• **Task goal**: Retype all of the entries precisely.

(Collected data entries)
//! CLI error types with exit code handling
//!
//! This module provides a unified error type for CLI operations that
//! maps errors to appropriate exit codes.

use miette::Diagnostic;
use pkgdriver_core::CoreError;
use pkgdriver_kube::DriverError;
use thiserror::Error;

use crate::exit_codes;

/// CLI-specific error type that includes exit code information
#[derive(Error, Debug, Diagnostic, Clone)]
pub enum CliError {
    /// Values files or overrides are invalid
    #[error("Invalid values: {message}")]
    #[diagnostic(code(pkgdriver::cli::values))]
    Values {
        message: String,
        #[help]
        help: Option<String>,
    },

    /// Chart fetch or load error
    #[error("Chart error: {message}")]
    #[diagnostic(code(pkgdriver::cli::chart))]
    Chart {
        message: String,
        #[help]
        help: Option<String>,
    },

    /// Cluster session or registry setup failed
    #[error("Cluster error: {message}")]
    #[diagnostic(code(pkgdriver::cli::cluster))]
    Cluster {
        message: String,
        #[help]
        help: Option<String>,
    },

    /// Release operation failed
    #[error("Release error: {message}")]
    #[diagnostic(code(pkgdriver::cli::release))]
    Release { message: String },

    /// No such release
    #[error("{message}")]
    #[diagnostic(code(pkgdriver::cli::not_found))]
    NotFound { message: String },

    /// IO error (file not found, permissions, etc.)
    #[error("IO error: {message}")]
    #[diagnostic(code(pkgdriver::cli::io))]
    Io { message: String },
}

impl CliError {
    /// Get the exit code for this error
    pub fn exit_code(&self) -> i32 {
        match self {
            CliError::Values { .. } => exit_codes::VALUES_ERROR,
            CliError::Chart { .. } => exit_codes::CHART_ERROR,
            CliError::Cluster { .. } => exit_codes::CLUSTER_ERROR,
            CliError::Release { .. } => exit_codes::ERROR,
            CliError::NotFound { .. } => exit_codes::NOT_FOUND,
            CliError::Io { .. } => exit_codes::IO_ERROR,
        }
    }

    /// Create a values error with help text
    pub fn values_with_help(message: impl Into<String>, help: impl Into<String>) -> Self {
        Self::Values {
            message: message.into(),
            help: Some(help.into()),
        }
    }
}

/// Message of `err` followed by its sources
pub fn error_chain(err: &dyn std::error::Error) -> String {
    let mut message = err.to_string();
    let mut source = err.source();
    while let Some(cause) = source {
        message.push_str(": ");
        message.push_str(&cause.to_string());
        source = cause.source();
    }
    message
}

impl From<CoreError> for CliError {
    fn from(err: CoreError) -> Self {
        match err {
            CoreError::Io(e) => CliError::Io {
                message: e.to_string(),
            },
            CoreError::InvalidSource { message } => CliError::Chart {
                message,
                help: Some("pass a chart URI with --version or --digest".to_string()),
            },
            other => CliError::Values {
                message: other.to_string(),
                help: None,
            },
        }
    }
}

impl From<DriverError> for CliError {
    fn from(err: DriverError) -> Self {
        let message = error_chain(&err);
        match err {
            DriverError::Initialization { .. } => CliError::Cluster {
                message,
                help: Some(
                    "check --cluster, the kubeconfig secret and the registry credentials file"
                        .to_string(),
                ),
            },
            DriverError::ChartResolution { .. } => CliError::Chart {
                message,
                help: Some("check the chart URI, version and digest".to_string()),
            },
            DriverError::NotFound { .. } => CliError::NotFound { message },
            _ => CliError::Release { message },
        }
    }
}

impl From<kube::Error> for CliError {
    fn from(err: kube::Error) -> Self {
        CliError::Cluster {
            message: error_chain(&err),
            help: Some("set KUBECONFIG or run inside a cluster".to_string()),
        }
    }
}

impl From<std::io::Error> for CliError {
    fn from(err: std::io::Error) -> Self {
        CliError::Io {
            message: err.to_string(),
        }
    }
}

/// Result type for CLI operations
pub type Result<T> = std::result::Result<T, CliError>;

• **Reply**:
//! CLI error types with exit code handling
//!
//! This module provides a unified error type for CLI operations that
//! maps errors to appropriate exit codes.

use miette::Diagnostic;
use pkgdriver_core::CoreError;
use pkgdriver_kube::DriverError;
use thiserror::Error;

use crate::exit_codes;

/// CLI-specific error type that includes exit code information
#[derive(Error, Debug, Diagnostic, Clone)]
pub enum CliError {
    /// Values files or overrides are invalid
    #[error("Invalid values: {message}")]
    #[diagnostic(code(pkgdriver::cli::values))]
    Values {
        message: String,
        #[help]
        help: Option<String>,
    },

    /// Chart fetch or load error
    #[error("Chart error: {message}")]
    #[diagnostic(code(pkgdriver::cli::chart))]
    Chart {
        message: String,
        #[help]
        help: Option<String>,
    },

    /// Cluster session or registry setup failed
    #[error("Cluster error: {message}")]
    #[diagnostic(code(pkgdriver::cli::cluster))]
    Cluster {
        message: String,
        #[help]
        help: Option<String>,
    },

    /// Release operation failed
    #[error("Release error: {message}")]
    #[diagnostic(code(pkgdriver::cli::release))]
    Release { message: String },

    /// No such release
    #[error("{message}")]
    #[diagnostic(code(pkgdriver::cli::not_found))]
    NotFound { message: String },

    /// IO error (file not found, permissions, etc.)
    #[error("IO error: {message}")]
    #[diagnostic(code(pkgdriver::cli::io))]
    Io { message: String },
}

impl CliError {
    /// Get the exit code for this error
    pub fn exit_code(&self) -> i32 {
        match self {
            CliError::Values { .. } => exit_codes::VALUES_ERROR,
            CliError::Chart { .. } => exit_codes::CHART_ERROR,
            CliError::Cluster { .. } => exit_codes::CLUSTER_ERROR,
            CliError::Release { .. } => exit_codes::ERROR,
            CliError::NotFound { .. } => exit_codes::NOT_FOUND,
            CliError::Io { .. } => exit_codes::IO_ERROR,
        }
    }

    /// Create a values error with help text
    pub fn values_with_help(message: impl Into<String>, help: impl Into<String>) -> Self {
        Self::Values {
            message: message.into(),
            help: Some(help.into()),
        }
    }
}

/// Message of `err` followed by its sources
pub fn error_chain(err: &dyn std::error::Error) -> String {
    let mut message = err.to_string();
    let mut source = err.source();
    while let Some(cause) = source {
        message.push_str(": ");
        message.push_str(&cause.to_string());
        source = cause.source();
    }
    message
}

impl From<CoreError> for CliError {
    fn from(err: CoreError) -> Self {
        match err {
            CoreError::Io(e) => CliError::Io {
                message: e.to_string(),
            },
            CoreError::InvalidSource { message } => CliError::Chart {
                message,
                help: Some("pass a chart URI with --version or --digest".to_string()),
            },
            other => CliError::Values {
                message: other.to_string(),
                help: None,
            },
        }
    }
}

impl From<DriverError> for CliError {
    fn from(err: DriverError) -> Self {
        let message = error_chain(&err);
        match err {
            DriverError::Initialization { .. } => CliError::Cluster {
                message,
                help: Some(
                    "check --cluster, the kubeconfig secret and the registry credentials file"
                        .to_string(),
                ),
            },
            DriverError::ChartResolution { .. } => CliError::Chart {
                message,
                help: Some("check the chart URI, version and digest".to_string()),
            },
            DriverError::NotFound { .. } => CliError::NotFound { message },
            _ => CliError::Release { message },
        }
    }
}

impl From<kube::Error> for CliError {
    fn from(err: kube::Error) -> Self {
        CliError::Cluster {
            message: error_chain(&err),
            help: Some("set KUBECONFIG or run inside a cluster".to_string()),
        }
    }
}

impl From<std::io::Error> for CliError {
    fn from(err: std::io::Error) -> Self {
        CliError::Io {
            message: err.to_string(),
        }
    }
}

/// Result type for CLI operations
pub type Result<T> = std::result::Result<T, CliError>;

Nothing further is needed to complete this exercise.